Activity. Every record must be copied exactly.

[Stored items]
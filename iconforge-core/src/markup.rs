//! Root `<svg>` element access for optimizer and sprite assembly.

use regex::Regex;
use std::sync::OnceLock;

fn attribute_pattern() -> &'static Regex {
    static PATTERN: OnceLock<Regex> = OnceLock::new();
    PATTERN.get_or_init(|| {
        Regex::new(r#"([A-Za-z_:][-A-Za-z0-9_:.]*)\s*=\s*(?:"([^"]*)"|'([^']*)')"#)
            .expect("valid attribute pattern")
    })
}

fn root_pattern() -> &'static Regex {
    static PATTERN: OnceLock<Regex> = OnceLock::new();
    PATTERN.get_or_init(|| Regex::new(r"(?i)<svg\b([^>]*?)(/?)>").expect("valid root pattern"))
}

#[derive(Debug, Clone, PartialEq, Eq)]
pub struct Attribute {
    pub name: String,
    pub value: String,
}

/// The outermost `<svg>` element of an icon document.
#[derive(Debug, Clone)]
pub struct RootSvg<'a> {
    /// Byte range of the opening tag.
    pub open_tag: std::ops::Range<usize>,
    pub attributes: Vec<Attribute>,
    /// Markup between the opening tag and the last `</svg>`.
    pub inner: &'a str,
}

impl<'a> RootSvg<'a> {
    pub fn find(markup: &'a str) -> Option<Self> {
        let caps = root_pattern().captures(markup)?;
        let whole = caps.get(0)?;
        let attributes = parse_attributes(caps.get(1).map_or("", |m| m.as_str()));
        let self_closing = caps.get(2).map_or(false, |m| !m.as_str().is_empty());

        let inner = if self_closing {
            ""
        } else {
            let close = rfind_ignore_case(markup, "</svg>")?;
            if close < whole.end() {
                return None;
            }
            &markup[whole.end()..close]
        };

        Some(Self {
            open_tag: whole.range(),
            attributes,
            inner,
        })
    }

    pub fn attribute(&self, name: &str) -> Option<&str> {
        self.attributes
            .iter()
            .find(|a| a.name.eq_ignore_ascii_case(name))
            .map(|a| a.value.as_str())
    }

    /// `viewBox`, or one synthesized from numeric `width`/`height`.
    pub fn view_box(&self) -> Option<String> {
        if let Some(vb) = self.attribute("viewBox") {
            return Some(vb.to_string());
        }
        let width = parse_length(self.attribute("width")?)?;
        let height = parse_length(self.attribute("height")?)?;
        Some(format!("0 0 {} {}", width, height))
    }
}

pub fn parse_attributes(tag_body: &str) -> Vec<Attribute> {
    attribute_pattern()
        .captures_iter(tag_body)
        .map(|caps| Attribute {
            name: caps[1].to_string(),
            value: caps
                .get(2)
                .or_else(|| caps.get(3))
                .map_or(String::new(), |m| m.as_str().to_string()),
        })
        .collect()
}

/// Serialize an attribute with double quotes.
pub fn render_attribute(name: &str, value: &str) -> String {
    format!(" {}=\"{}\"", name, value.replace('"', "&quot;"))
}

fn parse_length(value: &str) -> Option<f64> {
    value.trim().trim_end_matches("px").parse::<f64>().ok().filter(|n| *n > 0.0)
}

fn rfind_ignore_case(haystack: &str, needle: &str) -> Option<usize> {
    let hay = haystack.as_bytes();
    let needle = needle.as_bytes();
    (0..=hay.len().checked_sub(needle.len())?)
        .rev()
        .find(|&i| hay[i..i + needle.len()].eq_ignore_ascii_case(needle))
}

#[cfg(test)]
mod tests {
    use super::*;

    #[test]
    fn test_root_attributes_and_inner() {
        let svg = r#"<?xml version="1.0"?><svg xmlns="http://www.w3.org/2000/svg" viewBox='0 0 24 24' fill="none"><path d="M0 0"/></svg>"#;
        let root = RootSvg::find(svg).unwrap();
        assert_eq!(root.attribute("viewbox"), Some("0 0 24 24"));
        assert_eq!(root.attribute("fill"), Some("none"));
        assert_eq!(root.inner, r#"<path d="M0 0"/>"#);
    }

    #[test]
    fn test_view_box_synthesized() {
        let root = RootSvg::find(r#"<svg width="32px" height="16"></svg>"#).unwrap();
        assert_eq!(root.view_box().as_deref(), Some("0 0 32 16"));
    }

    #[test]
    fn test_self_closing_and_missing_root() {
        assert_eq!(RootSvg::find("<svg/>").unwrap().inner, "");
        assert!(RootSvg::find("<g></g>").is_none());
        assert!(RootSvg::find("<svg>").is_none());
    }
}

Written answer.
filename iconforge-core/src/markup.rs
//! Root `<svg>` element access for optimizer and sprite assembly.

use regex::Regex;
use std::sync::OnceLock;

fn attribute_pattern() -> &'static Regex {
    static PATTERN: OnceLock<Regex> = OnceLock::new();
    PATTERN.get_or_init(|| {
        Regex::new(r#"([A-Za-z_:][-A-Za-z0-9_:.]*)\s*=\s*(?:"([^"]*)"|'([^']*)')"#)
            .expect("valid attribute pattern")
    })
}

fn root_pattern() -> &'static Regex {
    static PATTERN: OnceLock<Regex> = OnceLock::new();
    PATTERN.get_or_init(|| Regex::new(r"(?i)<svg\b([^>]*?)(/?)>").expect("valid root pattern"))
}

#[derive(Debug, Clone, PartialEq, Eq)]
pub struct Attribute {
    pub name: String,
    pub value: String,
}

/// The outermost `<svg>` element of an icon document.
#[derive(Debug, Clone)]
pub struct RootSvg<'a> {
    /// Byte range of the opening tag.
    pub open_tag: std::ops::Range<usize>,
    pub attributes: Vec<Attribute>,
    /// Markup between the opening tag and the last `</svg>`.
    pub inner: &'a str,
}

impl<'a> RootSvg<'a> {
    pub fn find(markup: &'a str) -> Option<Self> {
        let caps = root_pattern().captures(markup)?;
        let whole = caps.get(0)?;
        let attributes = parse_attributes(caps.get(1).map_or("", |m| m.as_str()));
        let self_closing = caps.get(2).map_or(false, |m| !m.as_str().is_empty());

        let inner = if self_closing {
            ""
        } else {
            let close = rfind_ignore_case(markup, "</svg>")?;
            if close < whole.end() {
                return None;
            }
            &markup[whole.end()..close]
        };

        Some(Self {
            open_tag: whole.range(),
            attributes,
            inner,
        })
    }

    pub fn attribute(&self, name: &str) -> Option<&str> {
        self.attributes
            .iter()
            .find(|a| a.name.eq_ignore_ascii_case(name))
            .map(|a| a.value.as_str())
    }

    /// `viewBox`, or one synthesized from numeric `width`/`height`.
    pub fn view_box(&self) -> Option<String> {
        if let Some(vb) = self.attribute("viewBox") {
            return Some(vb.to_string());
        }
        let width = parse_length(self.attribute("width")?)?;
        let height = parse_length(self.attribute("height")?)?;
        Some(format!("0 0 {} {}", width, height))
    }
}

pub fn parse_attributes(tag_body: &str) -> Vec<Attribute> {
    attribute_pattern()
        .captures_iter(tag_body)
        .map(|caps| Attribute {
            name: caps[1].to_string(),
            value: caps
                .get(2)
                .or_else(|| caps.get(3))
                .map_or(String::new(), |m| m.as_str().to_string()),
        })
        .collect()
}

/// Serialize an attribute with double quotes.
pub fn render_attribute(name: &str, value: &str) -> String {
    format!(" {}=\"{}\"", name, value.replace('"', "&quot;"))
}

fn parse_length(value: &str) -> Option<f64> {
    value.trim().trim_end_matches("px").parse::<f64>().ok().filter(|n| *n > 0.0)
}

fn rfind_ignore_case(haystack: &str, needle: &str) -> Option<usize> {
    let hay = haystack.as_bytes();
    let needle = needle.as_bytes();
    (0..=hay.len().checked_sub(needle.len())?)
        .rev()
        .find(|&i| hay[i..i + needle.len()].eq_ignore_ascii_case(needle))
}

#[cfg(test)]
mod tests {
    use super::*;

    #[test]
    fn test_root_attributes_and_inner() {
        let svg = r#"<?xml version="1.0"?><svg xmlns="http://www.w3.org/2000/svg" viewBox='0 0 24 24' fill="none"><path d="M0 0"/></svg>"#;
        let root = RootSvg::find(svg).unwrap();
        assert_eq!(root.attribute("viewbox"), Some("0 0 24 24"));
        assert_eq!(root.attribute("fill"), Some("none"));
        assert_eq!(root.inner, r#"<path d="M0 0"/>"#);
    }

    #[test]
    fn test_view_box_synthesized() {
        let root = RootSvg::find(r#"<svg width="32px" height="16"></svg>"#).unwrap();
        assert_eq!(root.view_box().as_deref(), Some("0 0 32 16"));
    }

    #[test]
    fn test_self_closing_and_missing_root() {
        assert_eq!(RootSvg::find("<svg/>").unwrap().inner, "");
        assert!(RootSvg::find("<g></g>").is_none());
        assert!(RootSvg::find("<svg>").is_none());
    }
}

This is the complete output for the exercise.